The title seems oxymoronic, yet creativity can live in the regulated land of healthcare. The challenges are significant and inherent in the culture of the industry.

FDA regulation puts many restrictions on what you can say about healthcare products. Off-label claims, or claims of efficacy prior to approval are forbidden and communicators traverse this landscape with the caution of an explorer avoiding grenades in unfriendly territory. Both pharma and device companies have incurred fines or worse from the government for marketing offenses in this arena. 

The journey to a winning program must by necessity bypass a lot of ideas that would not cut regulatory muster. In brainstorms, healthcare folks must look like Debbie Downers to our non-health colleagues. And sometimes they are right. It is possible that the lens we look through can cloud new paths to innovation. Our challenge is to not let what we know of the risk-laden healthcare world obstruct new ideas that just might work.

The first step in overcoming the confines of that world is to understand it. Know the beast you would seek to tame. Healthcare companies are conservative and deeply risk-averse. While this is true for many non-healthcare companies, the “product” of health raises special sensitivities. It is deeply personal for consumers carrying life and death implications. For healthcare professionals, there is the elevated mission of saving or improving peoples’ lives and an overlay of ethical concerns that goes with that.

Communications in this world take on its own imperatives:  avoid trivialization, don’t make exaggerated claims, and anchor those claims with facts and data. A world of evidence-based medicine demands evidence-based pr. Vocabularies are altered to reflect the boundaries of over-promise. Superlatives – biggest, best – are rarely used, and for many years the word “cure” was banned from any association with cancer.

Similarly, language that meanders toward “cute” is usually avoided; nothing cute about occluded arteries or a host of other conditions. This can be restrictive in creating memorable taglines, but the culture of healthcare leans toward “serious”.

While healthcare companies including providers are eager to be first in scientific or clinical innovation, this drive to be first often stops at the communications door. A health system CEO who wanted to be positioned as an industry leader, asked when looking at a communications initiative, “Is Hopkins doing this?”. If they were, he felt it was safe to go forward. This kind of litmus test belongs in the “me, too” file of creativity, and it is not uncommon in an industry that has a pack mentality of “follow the leader”.

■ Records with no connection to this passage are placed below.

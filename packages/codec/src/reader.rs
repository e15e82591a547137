//! # Exchange Reader
//!
//! Two passes: a recursive-descent parse of the token stream into a generic
//! element tree, then a mapping of the `variant_presets` subtree into
//! [`NodeData`].
//!
//! Unknown element tags are skipped together with their subtrees. Legacy
//! files store a variant's value as element text instead of an attribute;
//! that text is picked up when the attribute is missing.

use crate::error::{CodecError, CodecResult};
use crate::escape::unescape;
use crate::id_table::IdExpander;
use crate::lexer::{tokenize, Spanned, Token};
use crate::{PRESETS_TAG, ROOT_TAG};
use knecht_common::{Cells, Column, ItemKind, NodeData};
use tracing::{debug, info, warn};

#[derive(Debug, Clone, PartialEq, Eq)]
struct Element<'src> {
    name: &'src str,
    attributes: Vec<(&'src str, String)>,
    text: String,
    children: Vec<Element<'src>>,
}

impl<'src> Element<'src> {
    fn attribute(&self, key: &str) -> Option<&str> {
        self.attributes
            .iter()
            .find(|(name, _)| *name == key)
            .map(|(_, value)| value.as_str())
    }
}

/// Recursive-descent reader over the token stream
pub struct Reader<'src> {
    tokens: Vec<Spanned<'src>>,
    pos: usize,
    source_len: usize,
    ids: IdExpander,
}

impl<'src> Reader<'src> {
    pub fn new(source: &'src str) -> CodecResult<Self> {
        Ok(Self {
            tokens: tokenize(source)?,
            pos: 0,
            source_len: source.len(),
            ids: IdExpander::new(),
        })
    }

    /// Read the whole document into top-level nodes
    pub fn read_document(mut self) -> CodecResult<Vec<NodeData>> {
        let root = self.parse_element()?;
        if let Some((token, span)) = self.peek() {
            return Err(CodecError::unexpected_token(span.start, "end of document", token.describe()));
        }

        if root.name != ROOT_TAG {
            return Err(CodecError::WrongRoot {
                expected: ROOT_TAG.to_string(),
                found: root.name.to_string(),
            });
        }

        let mut nodes = Vec::new();
        for presets in root.children.iter().filter(|e| e.name == PRESETS_TAG) {
            for element in &presets.children {
                if let Some(node) = self.read_node(element) {
                    nodes.push(node);
                }
            }
        }

        if nodes.is_empty() {
            return Err(CodecError::Empty);
        }

        info!(nodes = nodes.len(), ids = self.ids.len(), "decoded document");
        Ok(nodes)
    }

    fn read_node(&mut self, element: &Element<'src>) -> Option<NodeData> {
        if !ItemKind::is_known_tag(element.name) {
            debug!(tag = element.name, "skipping unknown element");
            return None;
        }

        let mut cells = Cells::default();
        for column in Column::ALL {
            let Some(raw) = element.attribute(column.key()) else {
                continue;
            };
            match column {
                Column::Order => {
                    cells.order = raw.trim().parse().unwrap_or_else(|_| {
                        warn!(order = raw, "invalid order attribute");
                        0
                    })
                }
                Column::Name => cells.name = raw.to_string(),
                Column::Value => cells.value = raw.to_string(),
                Column::Type => cells.item_type = raw.to_string(),
                Column::Reference => cells.reference = self.ids.expand(raw),
                Column::Id => cells.id = self.ids.expand(raw),
                Column::Description => cells.description = raw.to_string(),
            }
        }

        if cells.value.is_empty() && !element.text.is_empty() {
            cells.value = element.text.clone();
        }
        match element.name {
            "sub_seperator" => cells.item_type = "sub_separator".to_string(),
            "separator" | "seperator" | "sub_separator" | "render_preset" if cells.item_type.is_empty() => {
                cells.item_type = element.name.replace("seperator", "separator")
            }
            _ => {}
        }

        let children = element
            .children
            .iter()
            .filter_map(|child| self.read_node(child))
            .collect();

        Some(NodeData { cells, children })
    }

    fn parse_element(&mut self) -> CodecResult<Element<'src>> {
        self.expect(Token::Open, "'<'")?;
        let name = self.expect_name()?;
        let mut element = Element {
            name,
            attributes: Vec::new(),
            text: String::new(),
            children: Vec::new(),
        };

        loop {
            match self.advance()? {
                (Token::Name(key), _) => {
                    self.expect(Token::Equals, "'='")?;
                    let value = match self.advance()? {
                        (Token::Quoted(value), _) => unescape(value).into_owned(),
                        (token, span) => {
                            return Err(CodecError::unexpected_token(span.start, "quoted value", token.describe()))
                        }
                    };
                    element.attributes.push((key, value));
                }
                (Token::SelfClose, _) => return Ok(element),
                (Token::Close, _) => break,
                (token, span) => {
                    return Err(CodecError::unexpected_token(span.start, "attribute or '>'", token.describe()))
                }
            }
        }

        loop {
            match self.peek() {
                Some((Token::Open, _)) => {
                    let child = self.parse_element()?;
                    element.children.push(child);
                }
                Some((Token::Text(text), _)) => {
                    element.text.push_str(unescape(text.trim()).as_ref());
                    self.pos += 1;
                }
                Some((Token::CloseOpen, _)) => {
                    self.pos += 1;
                    let (pos, found) = match self.advance()? {
                        (Token::Name(found), span) => (span.start, found),
                        (token, span) => {
                            return Err(CodecError::unexpected_token(span.start, "tag name", token.describe()))
                        }
                    };
                    if found != name {
                        return Err(CodecError::MismatchedTag {
                            pos,
                            expected: name.to_string(),
                            found: found.to_string(),
                        });
                    }
                    self.expect(Token::Close, "'>'")?;
                    return Ok(element);
                }
                Some((token, span)) => {
                    return Err(CodecError::unexpected_token(span.start, "element content", token.describe()))
                }
                None => return Err(CodecError::unexpected_eof(self.source_len)),
            }
        }
    }

    fn peek(&self) -> Option<(Token<'src>, std::ops::Range<usize>)> {
        self.tokens.get(self.pos).cloned()
    }

    fn advance(&mut self) -> CodecResult<(Token<'src>, std::ops::Range<usize>)> {
        let token = self
            .peek()
            .ok_or_else(|| CodecError::unexpected_eof(self.source_len))?;
        self.pos += 1;
        Ok(token)
    }

    fn expect(&mut self, expected: Token<'src>, label: &str) -> CodecResult<()> {
        match self.advance()? {
            (token, _) if token == expected => Ok(()),
            (token, span) => Err(CodecError::unexpected_token(span.start, label, token.describe())),
        }
    }

    fn expect_name(&mut self) -> CodecResult<&'src str> {
        match self.advance()? {
            (Token::Name(name), _) => Ok(name),
            (token, span) => Err(CodecError::unexpected_token(span.start, "tag name", token.describe())),
        }
    }
}

/// Decode an exchange document into its top-level nodes.
///
/// Fails as a whole: callers get either every node or an error, never a
/// partial tree.
pub fn decode(source: &str) -> CodecResult<Vec<NodeData>> {
    Reader::new(source)?.read_document()
}

#[cfg(test)]
mod tests {
    use super::*;

    fn wrap(body: &str) -> String {
        format!(
            "<?xml version='1.0' encoding='UTF-8'?>\n<renderknecht_varianten><origin/><renderknecht_settings/><variant_presets>{}</variant_presets></renderknecht_varianten>",
            body
        )
    }

    #[test]
    fn test_read_preset_with_variant() {
        let source = wrap(
            r#"<preset order="000" name="P1" type="trim_setup" id="1">
                 <variant order="000" name="Color" value="red"/>
               </preset>"#,
        );
        let nodes = decode(&source).unwrap();
        assert_eq!(nodes.len(), 1);
        let preset = &nodes[0];
        assert_eq!(preset.cells.name, "P1");
        assert_eq!(preset.kind(), ItemKind::Preset);
        assert!(preset.cells.id.is_some());
        assert_eq!(preset.children[0].cells.name, "Color");
        assert_eq!(preset.children[0].cells.value, "red");
    }

    #[test]
    fn test_reference_tokens_share_identity() {
        let source = wrap(
            r#"<preset order="000" name="P1" type="trim_setup" id="1"/>
               <preset order="001" name="P2" type="preset" id="2">
                 <reference order="000" name="R" reference="1"/>
               </preset>"#,
        );
        let nodes = decode(&source).unwrap();
        assert_eq!(nodes[1].children[0].cells.reference, nodes[0].cells.id);
        assert_ne!(nodes[0].cells.id, nodes[1].cells.id);
    }

    #[test]
    fn test_legacy_variant_text_becomes_value() {
        let source = wrap(r#"<preset name="P" type="package" id="1"><variant name="PR">on</variant></preset>"#);
        let nodes = decode(&source).unwrap();
        assert_eq!(nodes[0].children[0].cells.value, "on");
    }

    #[test]
    fn test_legacy_sub_separator_tag() {
        let source = wrap(r#"<separator/><sub_seperator order="001"/>"#);
        let nodes = decode(&source).unwrap();
        assert_eq!(nodes.len(), 2);
        assert_eq!(nodes[0].kind(), ItemKind::Separator);
        assert_eq!(nodes[1].kind(), ItemKind::SubSeparator);
    }

    #[test]
    fn test_unknown_elements_skipped() {
        let source = wrap(r#"<gizmo a="b"><variant name="x"/></gizmo><variant name="y"/>"#);
        let nodes = decode(&source).unwrap();
        assert_eq!(nodes.len(), 1);
        assert_eq!(nodes[0].cells.name, "y");
    }

    #[test]
    fn test_wrong_root() {
        let err = decode("<html><body/></html>").unwrap_err();
        assert_eq!(
            err,
            CodecError::WrongRoot {
                expected: ROOT_TAG.to_string(),
                found: "html".to_string()
            }
        );
    }

    #[test]
    fn test_empty_document() {
        assert_eq!(decode(&wrap("")).unwrap_err(), CodecError::Empty);
        assert_eq!(
            decode("<renderknecht_varianten/>").unwrap_err(),
            CodecError::Empty
        );
    }

    #[test]
    fn test_malformed_documents() {
        assert!(decode("").unwrap_err().is_malformed());
        assert!(decode("just text").unwrap_err().is_malformed());
        assert!(matches!(
            decode("<renderknecht_varianten></other>").unwrap_err(),
            CodecError::MismatchedTag { .. }
        ));
        assert!(matches!(
            decode("<a b=c/>").unwrap_err(),
            CodecError::UnexpectedToken { .. }
        ));
        assert!(decode("<a><b></b>").unwrap_err().is_malformed());
    }

    #[test]
    fn test_trailing_content_rejected() {
        let source = format!("{}<extra/>", wrap(r#"<variant name="x"/>"#));
        assert!(matches!(
            decode(&source).unwrap_err(),
            CodecError::UnexpectedToken { .. }
        ));
    }

    #[test]
    fn test_invalid_order_defaults_to_zero() {
        let nodes = decode(&wrap(r#"<variant order="abc" name="x"/>"#)).unwrap();
        assert_eq!(nodes[0].cells.order, 0);
    }

    #[test]
    fn test_entities_decoded() {
        let nodes = decode(&wrap(r#"<variant name="A&amp;B" value="&lt;1&gt;"/>"#)).unwrap();
        assert_eq!(nodes[0].cells.name, "A&B");
        assert_eq!(nodes[0].cells.value, "<1>");
    }
}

In this environment, asking healthcare communicators to achieve “break through creativity” is like asking us to look glamorous in army fatigues. Yet we manage some astounding feats of creativity while still “coloring within the lines”.

As Amy McCarthy, head of Ketchum’s New York healthcare practice, has noted, we come up with creative solutions that our clients can actually execute. This is not inconsequential in the world of healthcare. Creativity that “works” and achieves business results is what drives our programming.
Cracking the creativity code in healthcare is not that much different from other industries despite the constrictions that we work within. The verb “create” implies something new, unexpected, perceptions changed.  Here is one example of creativity at work in healthcare:

Novartis – The Enablex “Where to Stop, Where to Go” campaign is always cited as an example of creativity in a regulated space. The challenge was huge – create excitement for a sixth to market drug for overactive bladder (OAB) and to reach consumers on an issue shrouded in shame and secrecy.  The break through here was understanding OAB consumers and what was important to them. Research revealed that they liked to travel but were often held back by their condition and the practical impediments of accessing public bathrooms. The Ketchum team developed a campaign “Where to Stop, Where to Go” that featured a guide to clean, accessible public bathrooms in the US.  Travel guru Arthur Frommer was part of this campaign that gained widespread attention beyond the healthcare industry. The results were spectacular for Novartis, and the campaign was named PR Week’s best healthcare program of the year.

There are many other examples of creativity in healthcare. Whether it is helping our clients forge new paths in the digital world or raising awareness of a health condition, professionals in healthcare have learned to harness creativity while walking the tightrope of regulation.  

Nancy Hicks is associate director at Ketchum Health.